● **Supplied records**:

use axum::{
    extract::{Path, Query, State},
    response::IntoResponse,
    Extension, Json,
};
use uuid::Uuid;

use crate::{
    dto::application_dto::{ApplicationResponse, MyApplicationsQuery},
    error::Result,
    middleware::auth::CurrentUser,
    AppState,
};

#[axum::debug_handler]
pub async fn my_applications(
    State(state): State<AppState>,
    Extension(user): Extension<CurrentUser>,
    Query(query): Query<MyApplicationsQuery>,
) -> Result<impl IntoResponse> {
    let list = state
        .application_service
        .my_applications(&user, query.status)
        .await?;
    let body: Vec<ApplicationResponse> = list.into_iter().map(Into::into).collect();
    Ok(Json(body))
}

#[axum::debug_handler]
pub async fn get_application(
    State(state): State<AppState>,
    Extension(user): Extension<CurrentUser>,
    Path(id): Path<Uuid>,
) -> Result<impl IntoResponse> {
    let detail = state.application_service.get(&user, id).await?;
    Ok(Json(ApplicationResponse::from(detail)))
}
use serde::Deserialize;
use validator::Validate;

use crate::utils::validation::validate_kenyan_phone;

#[derive(Debug, Clone, Deserialize, Validate)]
pub struct InitiatePaymentPayload {
    #[validate(length(min = 1))]
    pub plan_id: String,
    #[validate(custom(function = "validate_kenyan_phone"))]
    pub phone: String,
}

/// Settlement notice posted by the mobile-money provider. A zero result
/// code means the customer confirmed the payment.
#[derive(Debug, Clone, Deserialize, Validate)]
pub struct PaymentCallbackPayload {
    #[validate(length(min = 1))]
    pub reference: String,
    pub result_code: i32,
    pub result_desc: Option<String>,
}

impl PaymentCallbackPayload {
    pub fn succeeded(&self) -> bool {
        self.result_code == 0
    }
}
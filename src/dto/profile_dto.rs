use serde::{Deserialize, Serialize};
use validator::Validate;

use crate::models::user::{Profile, ProfileUpdate};
use crate::utils::validation::{normalize_kenyan_phone, validate_kenyan_phone};

#[derive(Debug, Clone, Default, Deserialize, Validate)]
pub struct UpdateProfilePayload {
    #[validate(length(min = 2, max = 120))]
    pub full_name: Option<String>,
    #[validate(custom(function = "validate_kenyan_phone"))]
    pub phone: Option<String>,
    #[validate(length(max = 120))]
    pub location: Option<String>,
    #[validate(length(max = 2000))]
    pub bio: Option<String>,
    pub skills: Option<Vec<String>>,
    #[validate(length(max = 160))]
    pub company_name: Option<String>,
    #[validate(length(max = 255))]
    pub company_website: Option<String>,
    #[validate(length(max = 120))]
    pub industry: Option<String>,
    #[validate(length(max = 40))]
    pub company_size: Option<String>,
}

impl From<UpdateProfilePayload> for ProfileUpdate {
    fn from(p: UpdateProfilePayload) -> Self {
        Self {
            full_name: p.full_name.map(|n| n.trim().to_string()),
            // validated above, so normalisation succeeds
            phone: p.phone.and_then(|raw| normalize_kenyan_phone(&raw)),
            location: p.location,
            bio: p.bio,
            skills: p.skills.map(|skills| {
                skills
                    .into_iter()
                    .map(|s| s.trim().to_string())
                    .filter(|s| !s.is_empty())
                    .collect()
            }),
            avatar_url: None,
            resume_url: None,
            company_name: p.company_name,
            company_website: p.company_website,
            industry: p.industry,
            company_size: p.company_size,
        }
    }
}

#[derive(Debug, Clone, Serialize)]
pub struct ProfileResponse {
    #[serde(flatten)]
    pub profile: Profile,
    pub completion: u8,
}

impl From<Profile> for ProfileResponse {
    fn from(profile: Profile) -> Self {
        let completion = profile.completion();
        Self {
            profile,
            completion,
        }
    }
}

#[cfg(test)]
mod tests {
    use super::*;

    #[test]
    fn phone_must_be_kenyan_and_is_normalised() {
        let bad = UpdateProfilePayload {
            phone: Some("555-0100".into()),
            ..Default::default()
        };
        assert!(bad.validate().is_err());

        let good = UpdateProfilePayload {
            phone: Some("0722 000 111".into()),
            ..Default::default()
        };
        assert!(good.validate().is_ok());
        assert_eq!(
            ProfileUpdate::from(good).phone.as_deref(),
            Some("254722000111")
        );
    }
}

● **Work to complete**: Return each line of the material above that holds the string "crate".

● **Result of the exercise**:
use crate::{
use crate::utils::validation::validate_kenyan_phone;
use crate::models::user::{Profile, ProfileUpdate};
use crate::utils::validation::{normalize_kenyan_phone, validate_kenyan_phone};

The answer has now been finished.